### Problem to solve
Answer with only the number of lines below where "println" appears.

(Stored data)
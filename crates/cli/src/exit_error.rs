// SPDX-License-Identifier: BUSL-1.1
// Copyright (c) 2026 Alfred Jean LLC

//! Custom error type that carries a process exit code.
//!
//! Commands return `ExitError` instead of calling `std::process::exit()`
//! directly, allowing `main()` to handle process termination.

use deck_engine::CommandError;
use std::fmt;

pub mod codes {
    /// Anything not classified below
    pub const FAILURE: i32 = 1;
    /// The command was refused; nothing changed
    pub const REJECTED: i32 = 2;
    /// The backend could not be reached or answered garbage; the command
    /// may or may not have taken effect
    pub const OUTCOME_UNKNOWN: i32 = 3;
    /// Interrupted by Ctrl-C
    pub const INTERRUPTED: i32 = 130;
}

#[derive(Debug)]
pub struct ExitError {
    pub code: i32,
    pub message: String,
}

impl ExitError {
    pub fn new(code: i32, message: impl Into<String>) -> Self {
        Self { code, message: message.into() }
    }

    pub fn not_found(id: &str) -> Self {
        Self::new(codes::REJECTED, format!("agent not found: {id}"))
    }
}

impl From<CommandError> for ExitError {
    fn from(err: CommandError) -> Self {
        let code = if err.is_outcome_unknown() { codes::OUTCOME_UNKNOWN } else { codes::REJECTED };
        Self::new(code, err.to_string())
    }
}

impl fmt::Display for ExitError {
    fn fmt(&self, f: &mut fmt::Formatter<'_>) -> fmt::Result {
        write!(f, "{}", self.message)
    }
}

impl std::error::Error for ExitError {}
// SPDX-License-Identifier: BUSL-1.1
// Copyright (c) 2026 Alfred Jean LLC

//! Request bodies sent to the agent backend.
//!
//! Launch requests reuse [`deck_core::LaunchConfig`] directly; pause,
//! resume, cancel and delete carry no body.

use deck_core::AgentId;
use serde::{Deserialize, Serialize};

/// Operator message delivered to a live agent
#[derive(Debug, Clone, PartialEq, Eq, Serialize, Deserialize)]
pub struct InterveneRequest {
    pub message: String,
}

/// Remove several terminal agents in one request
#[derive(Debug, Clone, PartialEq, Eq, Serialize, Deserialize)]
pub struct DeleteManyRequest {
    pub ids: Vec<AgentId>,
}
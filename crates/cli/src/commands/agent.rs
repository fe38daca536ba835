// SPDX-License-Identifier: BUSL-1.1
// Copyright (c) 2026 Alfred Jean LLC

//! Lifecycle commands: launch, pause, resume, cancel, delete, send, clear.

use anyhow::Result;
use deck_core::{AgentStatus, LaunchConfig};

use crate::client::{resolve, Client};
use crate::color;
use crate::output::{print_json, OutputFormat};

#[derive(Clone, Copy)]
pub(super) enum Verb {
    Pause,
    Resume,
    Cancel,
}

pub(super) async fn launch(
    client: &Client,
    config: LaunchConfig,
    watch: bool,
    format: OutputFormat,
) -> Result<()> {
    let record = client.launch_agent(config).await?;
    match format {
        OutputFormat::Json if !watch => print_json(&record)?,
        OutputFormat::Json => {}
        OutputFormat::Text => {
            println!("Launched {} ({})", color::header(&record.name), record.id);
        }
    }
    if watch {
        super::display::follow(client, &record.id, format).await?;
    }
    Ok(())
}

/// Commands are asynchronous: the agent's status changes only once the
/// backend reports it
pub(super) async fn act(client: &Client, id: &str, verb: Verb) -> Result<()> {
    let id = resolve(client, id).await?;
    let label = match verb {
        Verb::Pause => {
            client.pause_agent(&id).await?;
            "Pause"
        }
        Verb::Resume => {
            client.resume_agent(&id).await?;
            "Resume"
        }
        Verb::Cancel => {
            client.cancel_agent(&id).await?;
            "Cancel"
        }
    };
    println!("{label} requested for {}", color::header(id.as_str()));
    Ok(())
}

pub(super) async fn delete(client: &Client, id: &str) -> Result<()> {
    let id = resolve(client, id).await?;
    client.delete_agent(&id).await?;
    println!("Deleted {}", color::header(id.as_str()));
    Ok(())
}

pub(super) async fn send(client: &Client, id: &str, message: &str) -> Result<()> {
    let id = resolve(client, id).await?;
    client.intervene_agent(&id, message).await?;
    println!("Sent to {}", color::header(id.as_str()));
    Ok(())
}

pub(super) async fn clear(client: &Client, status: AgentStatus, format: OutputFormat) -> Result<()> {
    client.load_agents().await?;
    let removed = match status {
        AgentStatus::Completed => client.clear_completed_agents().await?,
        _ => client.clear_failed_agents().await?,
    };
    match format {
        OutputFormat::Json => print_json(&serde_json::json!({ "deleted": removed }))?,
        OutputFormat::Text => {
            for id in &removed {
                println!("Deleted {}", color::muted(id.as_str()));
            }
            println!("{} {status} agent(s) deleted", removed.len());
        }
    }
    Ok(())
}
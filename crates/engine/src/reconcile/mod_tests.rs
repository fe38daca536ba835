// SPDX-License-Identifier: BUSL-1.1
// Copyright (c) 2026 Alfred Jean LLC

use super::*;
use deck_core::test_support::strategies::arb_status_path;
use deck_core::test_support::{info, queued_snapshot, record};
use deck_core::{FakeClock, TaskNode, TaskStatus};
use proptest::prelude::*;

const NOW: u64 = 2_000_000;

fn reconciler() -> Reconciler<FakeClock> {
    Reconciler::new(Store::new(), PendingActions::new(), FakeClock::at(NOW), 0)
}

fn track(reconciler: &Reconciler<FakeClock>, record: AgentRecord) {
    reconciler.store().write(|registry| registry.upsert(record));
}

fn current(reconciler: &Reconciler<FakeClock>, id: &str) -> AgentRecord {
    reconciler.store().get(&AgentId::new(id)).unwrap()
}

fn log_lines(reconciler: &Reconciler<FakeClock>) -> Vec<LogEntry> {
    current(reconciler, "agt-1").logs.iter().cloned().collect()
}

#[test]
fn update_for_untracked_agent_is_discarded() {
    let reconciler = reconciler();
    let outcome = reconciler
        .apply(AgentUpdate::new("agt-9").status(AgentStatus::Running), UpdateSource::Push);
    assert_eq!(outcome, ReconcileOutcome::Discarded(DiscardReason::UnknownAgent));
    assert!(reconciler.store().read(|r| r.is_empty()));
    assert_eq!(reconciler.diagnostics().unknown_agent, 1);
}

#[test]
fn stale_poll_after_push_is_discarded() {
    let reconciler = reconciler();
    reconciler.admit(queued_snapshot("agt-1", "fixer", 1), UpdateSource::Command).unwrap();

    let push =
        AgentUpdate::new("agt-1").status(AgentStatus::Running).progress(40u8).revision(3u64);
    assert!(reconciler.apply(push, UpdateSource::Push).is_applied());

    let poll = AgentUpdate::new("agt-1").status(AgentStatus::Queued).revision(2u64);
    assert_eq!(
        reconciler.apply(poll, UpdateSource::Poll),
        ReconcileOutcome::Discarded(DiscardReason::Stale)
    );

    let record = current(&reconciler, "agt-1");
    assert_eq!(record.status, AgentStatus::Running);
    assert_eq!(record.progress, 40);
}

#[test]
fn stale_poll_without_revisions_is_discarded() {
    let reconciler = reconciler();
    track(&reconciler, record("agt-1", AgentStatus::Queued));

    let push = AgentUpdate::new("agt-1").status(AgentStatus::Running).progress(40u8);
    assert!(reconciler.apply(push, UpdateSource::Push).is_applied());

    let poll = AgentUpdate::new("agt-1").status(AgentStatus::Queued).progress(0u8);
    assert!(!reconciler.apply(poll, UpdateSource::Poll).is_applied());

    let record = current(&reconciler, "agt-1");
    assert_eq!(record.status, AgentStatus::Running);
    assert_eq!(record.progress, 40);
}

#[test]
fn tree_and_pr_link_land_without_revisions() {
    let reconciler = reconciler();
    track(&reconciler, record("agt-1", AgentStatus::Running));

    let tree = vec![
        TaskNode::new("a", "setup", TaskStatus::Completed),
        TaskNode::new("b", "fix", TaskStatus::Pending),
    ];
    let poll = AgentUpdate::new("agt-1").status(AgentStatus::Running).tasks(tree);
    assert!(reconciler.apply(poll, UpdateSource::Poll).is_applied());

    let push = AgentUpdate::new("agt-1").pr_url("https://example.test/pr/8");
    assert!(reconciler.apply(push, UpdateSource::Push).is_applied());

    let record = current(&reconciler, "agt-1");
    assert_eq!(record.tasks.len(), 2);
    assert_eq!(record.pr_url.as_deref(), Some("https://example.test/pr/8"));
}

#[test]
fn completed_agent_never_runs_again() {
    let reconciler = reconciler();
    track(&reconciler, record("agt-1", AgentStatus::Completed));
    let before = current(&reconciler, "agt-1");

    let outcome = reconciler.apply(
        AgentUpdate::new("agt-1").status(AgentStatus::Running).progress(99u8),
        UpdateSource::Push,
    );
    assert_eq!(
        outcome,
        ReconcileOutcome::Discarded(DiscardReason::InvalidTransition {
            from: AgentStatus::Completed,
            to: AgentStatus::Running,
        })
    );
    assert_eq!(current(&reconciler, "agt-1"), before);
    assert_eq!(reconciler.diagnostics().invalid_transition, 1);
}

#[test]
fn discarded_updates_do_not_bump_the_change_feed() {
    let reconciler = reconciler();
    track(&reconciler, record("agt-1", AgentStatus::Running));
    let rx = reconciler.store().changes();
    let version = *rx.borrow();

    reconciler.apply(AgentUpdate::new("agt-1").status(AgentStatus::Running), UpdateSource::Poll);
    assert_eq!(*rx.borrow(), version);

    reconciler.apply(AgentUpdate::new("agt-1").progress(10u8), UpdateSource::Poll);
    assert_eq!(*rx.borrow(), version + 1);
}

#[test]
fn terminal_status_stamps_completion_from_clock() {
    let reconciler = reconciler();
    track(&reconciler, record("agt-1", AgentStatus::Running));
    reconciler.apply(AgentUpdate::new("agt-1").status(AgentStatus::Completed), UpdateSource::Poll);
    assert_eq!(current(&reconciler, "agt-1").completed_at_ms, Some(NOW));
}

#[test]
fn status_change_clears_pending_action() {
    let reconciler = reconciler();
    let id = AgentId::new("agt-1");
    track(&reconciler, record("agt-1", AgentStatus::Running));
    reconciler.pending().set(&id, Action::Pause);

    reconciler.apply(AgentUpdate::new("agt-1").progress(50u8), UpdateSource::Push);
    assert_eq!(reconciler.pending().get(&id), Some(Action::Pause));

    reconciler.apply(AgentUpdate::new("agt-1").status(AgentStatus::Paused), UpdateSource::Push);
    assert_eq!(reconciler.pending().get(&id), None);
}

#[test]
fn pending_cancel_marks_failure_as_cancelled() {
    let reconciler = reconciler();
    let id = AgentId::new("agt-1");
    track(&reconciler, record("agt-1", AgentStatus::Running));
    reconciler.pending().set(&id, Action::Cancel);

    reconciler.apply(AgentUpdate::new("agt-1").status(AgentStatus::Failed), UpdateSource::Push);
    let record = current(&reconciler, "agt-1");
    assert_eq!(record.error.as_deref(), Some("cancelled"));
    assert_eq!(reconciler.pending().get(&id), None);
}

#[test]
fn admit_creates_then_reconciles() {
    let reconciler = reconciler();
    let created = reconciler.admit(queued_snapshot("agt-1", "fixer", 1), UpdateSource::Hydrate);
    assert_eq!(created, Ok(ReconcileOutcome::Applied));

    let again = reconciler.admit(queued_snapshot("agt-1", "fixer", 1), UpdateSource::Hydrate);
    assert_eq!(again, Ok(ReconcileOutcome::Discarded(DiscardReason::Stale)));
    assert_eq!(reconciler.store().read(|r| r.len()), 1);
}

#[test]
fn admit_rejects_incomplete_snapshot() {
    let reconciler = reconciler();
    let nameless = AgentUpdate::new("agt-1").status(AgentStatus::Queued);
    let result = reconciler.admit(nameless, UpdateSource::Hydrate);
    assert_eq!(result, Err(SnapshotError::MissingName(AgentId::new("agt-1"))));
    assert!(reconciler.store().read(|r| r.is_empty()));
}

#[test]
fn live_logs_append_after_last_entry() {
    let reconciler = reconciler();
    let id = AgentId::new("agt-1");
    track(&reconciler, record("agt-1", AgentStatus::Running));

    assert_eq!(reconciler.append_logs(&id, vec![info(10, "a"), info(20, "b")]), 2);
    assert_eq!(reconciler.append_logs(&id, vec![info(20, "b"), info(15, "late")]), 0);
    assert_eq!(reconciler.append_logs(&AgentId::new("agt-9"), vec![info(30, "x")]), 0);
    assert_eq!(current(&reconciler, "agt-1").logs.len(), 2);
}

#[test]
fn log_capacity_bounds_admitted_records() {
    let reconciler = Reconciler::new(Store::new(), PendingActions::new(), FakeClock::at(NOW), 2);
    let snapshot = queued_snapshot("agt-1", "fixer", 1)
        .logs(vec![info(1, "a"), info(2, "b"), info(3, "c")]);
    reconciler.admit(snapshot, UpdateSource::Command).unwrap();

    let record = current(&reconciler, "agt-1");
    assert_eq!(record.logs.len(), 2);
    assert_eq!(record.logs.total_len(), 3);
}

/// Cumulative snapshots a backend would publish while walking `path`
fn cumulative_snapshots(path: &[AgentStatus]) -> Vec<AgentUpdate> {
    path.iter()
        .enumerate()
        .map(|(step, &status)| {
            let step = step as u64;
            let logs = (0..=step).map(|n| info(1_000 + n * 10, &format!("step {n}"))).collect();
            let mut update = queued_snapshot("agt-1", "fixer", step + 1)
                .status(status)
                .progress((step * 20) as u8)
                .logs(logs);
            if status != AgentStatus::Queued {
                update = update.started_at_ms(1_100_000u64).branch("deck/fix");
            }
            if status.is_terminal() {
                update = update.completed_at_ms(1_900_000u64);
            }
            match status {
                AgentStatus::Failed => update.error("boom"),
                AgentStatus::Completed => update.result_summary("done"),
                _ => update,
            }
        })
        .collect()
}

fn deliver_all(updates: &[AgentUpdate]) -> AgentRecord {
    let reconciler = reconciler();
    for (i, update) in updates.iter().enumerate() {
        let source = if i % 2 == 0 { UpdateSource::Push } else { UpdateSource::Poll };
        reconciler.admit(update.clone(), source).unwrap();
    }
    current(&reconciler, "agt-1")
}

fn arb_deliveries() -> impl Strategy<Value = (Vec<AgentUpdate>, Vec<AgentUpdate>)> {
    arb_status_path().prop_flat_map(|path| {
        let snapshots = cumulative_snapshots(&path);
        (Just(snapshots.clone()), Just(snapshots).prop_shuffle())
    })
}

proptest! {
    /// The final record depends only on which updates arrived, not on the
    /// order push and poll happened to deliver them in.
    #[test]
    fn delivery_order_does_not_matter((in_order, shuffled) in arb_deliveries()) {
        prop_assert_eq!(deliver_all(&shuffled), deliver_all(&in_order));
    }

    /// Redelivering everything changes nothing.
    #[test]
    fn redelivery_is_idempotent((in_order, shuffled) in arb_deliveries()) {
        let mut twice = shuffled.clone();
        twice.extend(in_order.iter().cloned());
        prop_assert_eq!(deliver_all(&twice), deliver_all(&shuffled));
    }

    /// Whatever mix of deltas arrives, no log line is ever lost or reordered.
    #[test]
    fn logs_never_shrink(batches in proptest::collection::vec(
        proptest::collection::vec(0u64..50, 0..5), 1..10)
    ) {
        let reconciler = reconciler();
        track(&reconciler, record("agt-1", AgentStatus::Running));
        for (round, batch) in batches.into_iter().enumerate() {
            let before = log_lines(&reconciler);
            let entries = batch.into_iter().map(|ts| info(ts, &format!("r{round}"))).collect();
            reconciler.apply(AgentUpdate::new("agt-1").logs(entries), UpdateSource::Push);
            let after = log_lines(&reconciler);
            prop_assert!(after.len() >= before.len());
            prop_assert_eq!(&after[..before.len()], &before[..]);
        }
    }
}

### Output of the exercise
6